Wan-Dancer prend en charge cinq genres de danse avec une synchronisation musicale complète :

GenreDescription
Danse classique chinoiseMouvements élégants et fluides avec une esthétique traditionnelle
Danse K-PopChorégraphie moderne et énergique
Street DanceMouvements urbains et libres
ClaquettesJeux de pieds rythmiques synchronisés sur une musique percussive
Danse latineStyles de danse en couple passionnés et dynamiques

Le modèle accepte une image de référence (montrant l'apparence et la pose du danseur) et un fichier audio (piste musicale), ainsi qu'une invite textuelle décrivant le style de danse souhaité.
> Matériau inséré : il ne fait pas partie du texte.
//! Driving port for enrollment mutations.

use async_trait::async_trait;
use serde::{Deserialize, Serialize};

use crate::domain::{CourseId, Enrollment, Error, Progress, UserId, UserStats};

use super::enrollment_query::EnrollmentView;

/// Request to enroll a user on a free course.
#[derive(Debug, Clone, PartialEq)]
pub struct EnrollFreeRequest {
    pub user_id: UserId,
    pub course_id: CourseId,
}

/// Response to a free enrollment.
///
/// `already_enrolled` distinguishes the idempotent replay from first
/// creation; both are successes.
#[derive(Debug, Clone, PartialEq, Serialize, Deserialize)]
#[serde(rename_all = "camelCase")]
pub struct EnrollResponse {
    pub enrollment: Enrollment,
    pub already_enrolled: bool,
}

/// Request to record course progress.
#[derive(Debug, Clone, PartialEq)]
pub struct UpdateProgressRequest {
    pub user_id: UserId,
    pub course_id: CourseId,
    pub progress: Progress,
}

/// Response to a progress update: the updated enrollment joined with its
/// course plus a fresh stats snapshot.
#[derive(Debug, Clone, PartialEq, Serialize, Deserialize)]
#[serde(rename_all = "camelCase")]
pub struct UpdateProgressResponse {
    pub enrollment: EnrollmentView,
    pub stats: UserStats,
}

/// Use-case port for enrollment mutations.
#[cfg_attr(test, mockall::automock)]
#[async_trait]
pub trait EnrollmentCommand: Send + Sync {
    /// Enroll a user on a free course; idempotent for an existing pair.
    async fn enroll_free(&self, request: EnrollFreeRequest) -> Result<EnrollResponse, Error>;

    /// Record progress against an existing enrollment.
    async fn update_progress(
        &self,
        request: UpdateProgressRequest,
    ) -> Result<UpdateProgressResponse, Error>;

    /// Remove all enrollments for a user as part of account deletion.
    /// Returns the number of enrollments removed.
    async fn delete_for_user(&self, user_id: &UserId) -> Result<u64, Error>;
}

/// Fixture command that reports every course and enrollment as missing.
#[derive(Debug, Default)]
pub struct FixtureEnrollmentCommand;

#[async_trait]
impl EnrollmentCommand for FixtureEnrollmentCommand {
    async fn enroll_free(&self, request: EnrollFreeRequest) -> Result<EnrollResponse, Error> {
        Err(Error::not_found(format!(
            "course {} not found",
            request.course_id
        )))
    }

    async fn update_progress(
        &self,
        request: UpdateProgressRequest,
    ) -> Result<UpdateProgressResponse, Error> {
        Err(Error::not_found(format!(
            "enrollment not found for course {}",
            request.course_id
        )))
    }

    async fn delete_for_user(&self, _user_id: &UserId) -> Result<u64, Error> {
        Ok(0)
    }
}
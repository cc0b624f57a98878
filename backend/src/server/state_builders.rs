//! Builders for HTTP state ports backed by real adapters or fixtures.

use std::sync::Arc;

use actix_web::web;

use backend::domain::ports::{
    EnrollmentCommand, EnrollmentQuery, FixtureEnrollmentCommand, FixtureEnrollmentQuery,
    FixturePaymentCommand, PaymentCommand,
};
use backend::domain::{EnrollmentService, PaymentService};
use backend::inbound::http::state::HttpState;
use backend::outbound::payments::RazorpayHttpProvider;
use backend::outbound::persistence::{DieselCourseCatalog, DieselEnrollmentRepository};

use super::ServerConfig;

type DieselEnrollmentService =
    EnrollmentService<DieselEnrollmentRepository, DieselEnrollmentRepository, DieselCourseCatalog>;

/// Build the enrollment command/query pair.
///
/// The Diesel repository backs both the enrollment ledger and the stats
/// counters, so one shared instance serves both ports when a pool is
/// configured. Without a pool the fixture implementations answer instead.
fn build_enrollment_pair(
    config: &ServerConfig,
) -> (Arc<dyn EnrollmentCommand>, Arc<dyn EnrollmentQuery>) {
    match &config.db_pool {
        Some(pool) => {
            let ledger = Arc::new(DieselEnrollmentRepository::new(pool.clone()));
            let catalog = Arc::new(DieselCourseCatalog::new(pool.clone()));
            let service: Arc<DieselEnrollmentService> =
                Arc::new(EnrollmentService::new(ledger.clone(), ledger, catalog));
            (
                service.clone() as Arc<dyn EnrollmentCommand>,
                service as Arc<dyn EnrollmentQuery>,
            )
        }
        None => (
            Arc::new(FixtureEnrollmentCommand),
            Arc::new(FixtureEnrollmentQuery),
        ),
    }
}

/// Build the payment command port.
///
/// Requires both a database pool (for the enrollment ledger) and payment
/// settings (provider endpoint plus signing secret); the fixture answers
/// when either is missing.
fn build_payment_command(
    config: &ServerConfig,
    provider: Option<RazorpayHttpProvider>,
) -> Arc<dyn PaymentCommand> {
    match (&config.db_pool, provider, &config.payments) {
        (Some(pool), Some(provider), Some(payments)) => {
            let ledger = Arc::new(DieselEnrollmentRepository::new(pool.clone()));
            let catalog = Arc::new(DieselCourseCatalog::new(pool.clone()));
            Arc::new(PaymentService::new(
                Arc::new(provider),
                ledger,
                catalog,
                payments.secret.clone(),
            ))
        }
        _ => Arc::new(FixturePaymentCommand),
    }
}

/// Build the shared HTTP state from configured ports and fixture fallbacks.
pub(super) fn build_http_state(
    config: &ServerConfig,
    provider: Option<RazorpayHttpProvider>,
) -> web::Data<HttpState> {
    let (enrollments, enrollments_query) = build_enrollment_pair(config);
    let payments = build_payment_command(config, provider);

    web::Data::new(HttpState::new(enrollments, enrollments_query, payments))
}
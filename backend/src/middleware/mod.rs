//! Actix middleware shared across the HTTP surface.

pub mod trace;

pub use trace::Trace;
//! Payment receipt audit records.
//!
//! A receipt is written once, in the same atomic unit as the enrollment it
//! references, and never updated afterwards. The type exposes no mutators.

use chrono::{DateTime, Utc};
use serde::{Deserialize, Serialize};
use utoipa::ToSchema;
use uuid::Uuid;

use super::{CourseId, UserId};

/// Outcome recorded on a receipt.
#[derive(Debug, Clone, Copy, PartialEq, Eq, Serialize, Deserialize, ToSchema)]
#[serde(rename_all = "SCREAMING_SNAKE_CASE")]
pub enum ReceiptStatus {
    Success,
    Failed,
}

impl ReceiptStatus {
    /// Stable storage representation.
    pub fn as_str(self) -> &'static str {
        match self {
            Self::Success => "SUCCESS",
            Self::Failed => "FAILED",
        }
    }

    /// Parse the storage representation.
    pub fn parse(value: &str) -> Result<Self, super::enrollment::UnknownStatusError> {
        match value {
            "SUCCESS" => Ok(Self::Success),
            "FAILED" => Ok(Self::Failed),
            other => Err(super::enrollment::UnknownStatusError {
                value: other.to_owned(),
            }),
        }
    }
}

/// Append-only audit record of a verified payment.
#[derive(Debug, Clone, PartialEq, Serialize, Deserialize)]
#[serde(rename_all = "camelCase")]
pub struct PaymentReceipt {
    pub id: Uuid,
    pub user_id: UserId,
    pub course_id: CourseId,
    /// The enrollment this receipt settled; a receipt never exists without
    /// its enrollment.
    pub enrollment_id: Uuid,
    pub order_id: String,
    pub payment_id: String,
    /// Amount in major currency units, provider-reported.
    pub amount: u32,
    pub currency: String,
    pub status: ReceiptStatus,
    pub created_at: DateTime<Utc>,
}

/// Fields needed to write a receipt; the enrollment reference is supplied by
/// the repository inside the atomic commit.
#[derive(Debug, Clone, PartialEq)]
pub struct NewPaymentReceipt {
    pub user_id: UserId,
    pub course_id: CourseId,
    pub order_id: String,
    pub payment_id: String,
    pub amount: u32,
    pub currency: String,
    pub status: ReceiptStatus,
}

/// Client-facing projection of a receipt. Carries no signature or secret
/// material.
#[derive(Debug, Clone, PartialEq, Serialize, Deserialize, ToSchema)]
#[serde(rename_all = "camelCase")]
pub struct ReceiptView {
    #[schema(value_type = String)]
    pub receipt_id: Uuid,
    pub payment_id: String,
    pub order_id: String,
    pub amount: u32,
    pub currency: String,
    pub course_name: String,
    pub date: DateTime<Utc>,
}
Il génère ensuite une vidéo de danse complète correspondant au rythme et à la structure de la musique.

Approche technique

Wan-Dancer utilise un cadre hiérarchique pour obtenir une génération longue et cohérente :

  1. Planification globale des images clés – La première étape génère des segments d'images clés de 5 secondes qui capturent la structure musicale de la piste entière, assurant une cohérence globale sur toute la durée.
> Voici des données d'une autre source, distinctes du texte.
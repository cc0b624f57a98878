//! OpenAPI documentation configuration.
//!
//! Defines the [`ApiDoc`] struct generating the OpenAPI specification for
//! the REST API: all HTTP endpoints from the inbound layer, the shared error
//! schema, and the session cookie security scheme. The generated document is
//! served by Swagger UI in debug builds.

use utoipa::openapi::security::{ApiKey, ApiKeyValue, SecurityScheme};
use utoipa::{Modify, OpenApi};

use crate::domain::{Error, ErrorCode};
use crate::inbound::http::enrollments::{CompletedCoursesResponse, ProgressRequest};
use crate::inbound::http::payments::{OrderRequestBody, OrderResponseBody, VerifyRequestBody, VerifyResponseBody};
use crate::inbound::http::users::LoginRequest;

/// Enrich the generated document with the session cookie security scheme.
struct SecurityAddon;

impl Modify for SecurityAddon {
    fn modify(&self, openapi: &mut utoipa::openapi::OpenApi) {
        let components = openapi
            .components
            .get_or_insert_with(utoipa::openapi::Components::default);

        components.add_security_scheme(
            "SessionCookie",
            SecurityScheme::ApiKey(ApiKey::Cookie(ApiKeyValue::with_description(
                "session",
                "Session cookie issued by POST /api/v1/login.",
            ))),
        );
    }
}

/// OpenAPI document for the REST API.
#[derive(OpenApi)]
#[openapi(
    modifiers(&SecurityAddon),
    info(
        title = "Enrollment backend API",
        description = "HTTP interface for course enrollment, progress tracking, and payment reconciliation."
    ),
    servers(
        (url = "/", description = "Relative to the deployment base URL")
    ),
    security(("SessionCookie" = [])),
    paths(
        crate::inbound::http::users::login,
        crate::inbound::http::enrollments::enroll,
        crate::inbound::http::enrollments::enrolled_courses,
        crate::inbound::http::enrollments::completed_courses,
        crate::inbound::http::enrollments::update_progress,
        crate::inbound::http::payments::create_order,
        crate::inbound::http::payments::verify_payment,
        crate::inbound::http::health::ready,
        crate::inbound::http::health::live,
    ),
    components(schemas(
        Error,
        ErrorCode,
        LoginRequest,
        ProgressRequest,
        CompletedCoursesResponse,
        OrderRequestBody,
        OrderResponseBody,
        VerifyRequestBody,
        VerifyResponseBody,
    ))
)]
pub struct ApiDoc;
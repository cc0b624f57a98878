//! Payment callback signature verification.
//!
//! The provider signs the literal string `"{order_id}|{payment_id}"` with
//! HMAC-SHA256 under a shared secret and sends the hex digest alongside the
//! callback. Verification recomputes the digest and compares in constant
//! time. A mismatch is terminal: no retry, no partial trust, and the expected
//! signature is never echoed back.

use hmac::{Hmac, Mac};
use sha2::Sha256;

type HmacSha256 = Hmac<Sha256>;

/// Shared secret for payment signature verification.
///
/// Wraps the raw key bytes so the secret is not passed around as a plain
/// string and `Debug` output cannot leak it.
#[derive(Clone)]
pub struct PaymentSecret(Vec<u8>);

impl PaymentSecret {
    /// Construct from the provider-issued key secret.
    pub fn new(secret: impl Into<Vec<u8>>) -> Self {
        Self(secret.into())
    }

    fn as_bytes(&self) -> &[u8] {
        &self.0
    }
}

impl std::fmt::Debug for PaymentSecret {
    fn fmt(&self, f: &mut std::fmt::Formatter<'_>) -> std::fmt::Result {
        f.write_str("PaymentSecret(..)")
    }
}

/// Compute the expected hex signature for an order/payment pair.
///
/// Exposed for tests and tooling; production code should call
/// [`verify_signature`] instead of comparing strings itself.
pub fn expected_signature(secret: &PaymentSecret, order_id: &str, payment_id: &str) -> String {
    let mut mac = HmacSha256::new_from_slice(secret.as_bytes())
        .expect("HMAC-SHA256 accepts keys of any length");
    mac.update(order_id.as_bytes());
    mac.update(b"|");
    mac.update(payment_id.as_bytes());
    hex::encode(mac.finalize().into_bytes())
}

/// Verify a supplied hex signature against the expected digest.
///
/// Comparison happens on the raw MAC bytes via [`Mac::verify_slice`], which
/// is constant time. Malformed hex input fails verification rather than
/// erroring.
pub fn verify_signature(
    secret: &PaymentSecret,
    order_id: &str,
    payment_id: &str,
    supplied: &str,
) -> bool {
    let Ok(supplied_bytes) = hex::decode(supplied) else {
        return false;
    };
    let mut mac = HmacSha256::new_from_slice(secret.as_bytes())
        .expect("HMAC-SHA256 accepts keys of any length");
    mac.update(order_id.as_bytes());
    mac.update(b"|");
    mac.update(payment_id.as_bytes());
    mac.verify_slice(&supplied_bytes).is_ok()
}

#[cfg(test)]
mod tests {
    use super::*;
    use rstest::rstest;

    fn secret() -> PaymentSecret {
        PaymentSecret::new(b"test-key-secret".to_vec())
    }

    #[test]
    fn valid_signature_verifies() {
        let sig = expected_signature(&secret(), "order_1", "pay_1");
        assert!(verify_signature(&secret(), "order_1", "pay_1", &sig));
    }

    #[test]
    fn signature_binds_both_identifiers() {
        let sig = expected_signature(&secret(), "order_1", "pay_1");
        assert!(!verify_signature(&secret(), "order_2", "pay_1", &sig));
        assert!(!verify_signature(&secret(), "order_1", "pay_2", &sig));
    }

    #[test]
    fn tampered_signature_fails() {
        let mut sig = expected_signature(&secret(), "order_1", "pay_1");
        // Flip the last hex digit.
        let last = sig.pop().expect("non-empty");
        sig.push(if last == '0' { '1' } else { '0' });
        assert!(!verify_signature(&secret(), "order_1", "pay_1", &sig));
    }

    #[rstest]
    #[case("")]
    #[case("zz")]
    #[case("deadbeef")]
    fn malformed_or_truncated_signature_fails(#[case] supplied: &str) {
        assert!(!verify_signature(&secret(), "order_1", "pay_1", supplied));
    }

    #[test]
    fn wrong_secret_fails() {
        let sig = expected_signature(&secret(), "order_1", "pay_1");
        let other = PaymentSecret::new(b"another-secret".to_vec());
        assert!(!verify_signature(&other, "order_1", "pay_1", &sig));
    }

    #[test]
    fn debug_output_hides_key_material() {
        let debug = format!("{:?}", secret());
        assert!(!debug.contains("test-key-secret"));
    }
}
  2. Affinement temporel local – La deuxième étape affine chaque segment en images haute résolution 720p, ajoutant des détails fins tout en maintenant la fluidité temporelle entre les segments.

Les innovations techniques clés incluent :

  • Time-Mapped RoPE Embeddings – Adaptation dynamique de la fréquence d'images qui aligne précisément le timing des mouvements avec les battements et la structure musicaux.
  • Fonction de perte basée sur le flux optique – Améliore la continuité du mouvement et réduit les saccades entre les images adjacentes.
  • Contrôle de la vitesse de mouvement – Préserve les détails haute fidélité lors des mouvements rapides et des transitions brusques.
  • Contexte musical complet – L'étape globale traite la piste musicale entière pour une planification cohérente à long terme, plutôt que de traiter de courtes fenêtres.
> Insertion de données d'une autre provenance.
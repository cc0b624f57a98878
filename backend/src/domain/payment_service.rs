//! Payment reconciliation service.
//!
//! Mints provider orders for priced courses and verifies provider callbacks
//! into paid enrollments. Verification is strictly ordered: the signature is
//! checked before any state is read or written, the provider's order record
//! is treated as the authoritative amount, and the enrollment plus receipt
//! commit as one unit through the ledger port.

use std::sync::Arc;

use async_trait::async_trait;
use chrono::Utc;
use tracing::{error, info, warn};
use uuid::Uuid;

use crate::domain::ports::{
    CourseCatalog, CourseCatalogError, CreateOrderRequest, EnrollmentRepository,
    EnrollmentRepositoryError, OrderNotes, OrderRequest, PaymentCommand, PaymentProvider,
    PaymentProviderError, PaymentVerification, ProviderOrder, VerifyPaymentRequest,
};
use crate::domain::signature::{verify_signature, PaymentSecret};
use crate::domain::{
    Course, Error, NewEnrollment, NewPaymentReceipt, PaymentRecord, PaymentStatus, ReceiptStatus,
    ReceiptView,
};

/// Currency every provider order is minted in.
const ORDER_CURRENCY: &str = "INR";

/// The provider identifier recorded on paid enrollments.
const PROVIDER_NAME: &str = "razorpay";

fn map_catalog_error(error: CourseCatalogError) -> Error {
    match error {
        CourseCatalogError::Connection { message } => {
            Error::service_unavailable(format!("course catalog unavailable: {message}"))
        }
        CourseCatalogError::Query { message } => {
            Error::internal(format!("course catalog error: {message}"))
        }
    }
}

fn map_repository_error(error: EnrollmentRepositoryError) -> Error {
    match error {
        EnrollmentRepositoryError::Connection { message } => {
            Error::service_unavailable(format!("enrollment ledger unavailable: {message}"))
        }
        EnrollmentRepositoryError::Query { message } => {
            Error::internal(format!("enrollment ledger error: {message}"))
        }
        EnrollmentRepositoryError::DuplicateEnrollment => {
            Error::conflict("enrollment already exists for this user and course")
        }
    }
}

fn map_provider_error(error: &PaymentProviderError) -> Error {
    Error::service_unavailable(format!("payment provider request failed: {error}"))
}

/// Payment reconciliation service implementing [`PaymentCommand`].
#[derive(Clone)]
pub struct PaymentService<P, R, C> {
    provider: Arc<P>,
    enrollments: Arc<R>,
    catalog: Arc<C>,
    secret: PaymentSecret,
}

impl<P, R, C> PaymentService<P, R, C> {
    /// Create a new reconciler over the provider, ledger, and catalog ports.
    pub fn new(
        provider: Arc<P>,
        enrollments: Arc<R>,
        catalog: Arc<C>,
        secret: PaymentSecret,
    ) -> Self {
        Self {
            provider,
            enrollments,
            catalog,
            secret,
        }
    }
}

impl<P, R, C> PaymentService<P, R, C>
where
    P: PaymentProvider,
    R: EnrollmentRepository,
    C: CourseCatalog,
{
    async fn require_course(&self, request_course: &crate::domain::CourseId) -> Result<Course, Error> {
        self.catalog
            .find_by_id(request_course)
            .await
            .map_err(map_catalog_error)?
            .ok_or_else(|| Error::not_found(format!("course {request_course} not found")))
    }
}

#[async_trait]
impl<P, R, C> PaymentCommand for PaymentService<P, R, C>
where
    P: PaymentProvider,
    R: EnrollmentRepository,
    C: CourseCatalog,
{
    async fn create_order(&self, request: CreateOrderRequest) -> Result<ProviderOrder, Error> {
        let course = self.require_course(&request.course_id).await?;
        if !course.is_paid() {
            return Err(Error::invalid_request(
                "course is free; enroll directly instead of creating an order",
            ));
        }
        if request.amount == 0 {
            return Err(Error::invalid_request("order amount must be positive"));
        }

        let order_request = OrderRequest {
            amount_minor: i64::from(request.amount) * 100,
            currency: ORDER_CURRENCY.to_owned(),
            receipt: format!("rcpt_{}", Uuid::new_v4().simple()),
            notes: OrderNotes {
                user_id: request.user_id.clone(),
                course_id: request.course_id.clone(),
                amount: request.amount,
            },
        };

        let order = self
            .provider
            .create_order(&order_request)
            .await
            .map_err(|err| {
                error!(error = %err, course_id = %request.course_id, "order creation failed");
                map_provider_error(&err)
            })?;

        info!(
            order_id = %order.id,
            course_id = %request.course_id,
            amount_minor = order.amount_minor,
            "payment order created"
        );
        Ok(order)
    }

    async fn verify_payment(
        &self,
        request: VerifyPaymentRequest,
    ) -> Result<PaymentVerification, Error> {
        // Signature first: nothing is read or written for a forged callback,
        // and the response never reveals which part failed.
        if !verify_signature(
            &self.secret,
            &request.order_id,
            &request.payment_id,
            &request.signature,
        ) {
            warn!(
                order_id = %request.order_id,
                course_id = %request.course_id,
                "payment signature verification failed"
            );
            return Err(Error::verification_failed("payment verification failed"));
        }

        let course = self.require_course(&request.course_id).await?;

        // The amount recorded on the receipt comes from the provider's own
        // order record, never from the client callback.
        let order = self
            .provider
            .fetch_order(&request.order_id)
            .await
            .map_err(|err| {
                error!(error = %err, order_id = %request.order_id, "order lookup failed");
                map_provider_error(&err)
            })?;

        if let Some(existing) = self
            .enrollments
            .find(&request.user_id, &request.course_id)
            .await
            .map_err(map_repository_error)?
        {
            info!(
                order_id = %request.order_id,
                enrollment_id = %existing.id,
                "duplicate payment callback; enrollment already settled"
            );
            return Ok(PaymentVerification::AlreadyEnrolled);
        }

        let paid_at = Utc::now();
        let new_enrollment = NewEnrollment {
            user_id: request.user_id.clone(),
            course_id: request.course_id.clone(),
            started_at: paid_at,
            payment: Some(PaymentRecord {
                provider: PROVIDER_NAME.to_owned(),
                order_id: request.order_id.clone(),
                payment_id: request.payment_id.clone(),
                signature: request.signature.clone(),
                amount: order.amount_major(),
                currency: order.currency.clone(),
                status: PaymentStatus::Paid,
                paid_at,
            }),
        };
        let new_receipt = NewPaymentReceipt {
            user_id: request.user_id.clone(),
            course_id: request.course_id.clone(),
            order_id: request.order_id.clone(),
            payment_id: request.payment_id.clone(),
            amount: order.amount_major(),
            currency: order.currency.clone(),
            status: ReceiptStatus::Success,
        };

        match self
            .enrollments
            .create_with_receipt(&new_enrollment, &new_receipt)
            .await
        {
            Ok((enrollment, receipt, _stats)) => {
                info!(
                    order_id = %request.order_id,
                    enrollment_id = %enrollment.id,
                    receipt_id = %receipt.id,
                    "payment verified and enrollment settled"
                );
                Ok(PaymentVerification::Enrolled {
                    receipt: ReceiptView {
                        receipt_id: receipt.id,
                        payment_id: receipt.payment_id,
                        order_id: receipt.order_id,
                        amount: receipt.amount,
                        currency: receipt.currency,
                        course_name: course.name,
                        date: receipt.created_at,
                    },
                })
            }
            // Two callbacks for the same pair raced past the idempotency
            // read; the loser observes the winner's commit.
            Err(EnrollmentRepositoryError::DuplicateEnrollment) => {
                info!(
                    order_id = %request.order_id,
                    "concurrent payment callback already settled the enrollment"
                );
                Ok(PaymentVerification::AlreadyEnrolled)
            }
            Err(err) => Err(map_repository_error(err)),
        }
    }
}

#[cfg(test)]
#[path = "payment_service_tests.rs"]
mod tests;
L'architecture du modèle s'appuie sur les travaux de Wan2.1 et DiffSynth-Studio, utilisant 14 milliards de paramètres pour obtenir des sorties de haute qualité.

Disponibilité du modèle

Wan-Dancer-14B est publié sous la licence Apache 2.0 avec les poids du modèle et le code d'inférence disponibles sur HuggingFace et ModelScope.

RessourceLien
ArticlearXiv:2607.09581
Page du projethumanaigc.github.io/wan-dancer-project/
GitHubgithub.com/Wan-Video/Wan-Dancer
Modèle HuggingFacehuggingface.co/Wan-AI/Wan-Dancer-14B
Modèle ModelScopemodelscope.cn/models/Wan-AI/Wan-Dancer-14B
Démo ModelScopemodelscope.ai/studios/Wan-AI/Wan-Dancer

Configuration matérielle requise

Le code d'inférence a été testé sur 8 GPU NVIDIA A800 (80 Go). Pour une utilisation locale, le modèle nécessitera une mémoire GPU importante étant donné sa taille de 14B paramètres, bien que des techniques de quantification et d'optimisation puissent permettre une inférence avec une empreinte réduite.

Intégration ComfyUI

Wan-Dancer-14B est compatible nativement avec ComfyUI. Commencez rapidement avec le workflow officiel de Wan-Dancer.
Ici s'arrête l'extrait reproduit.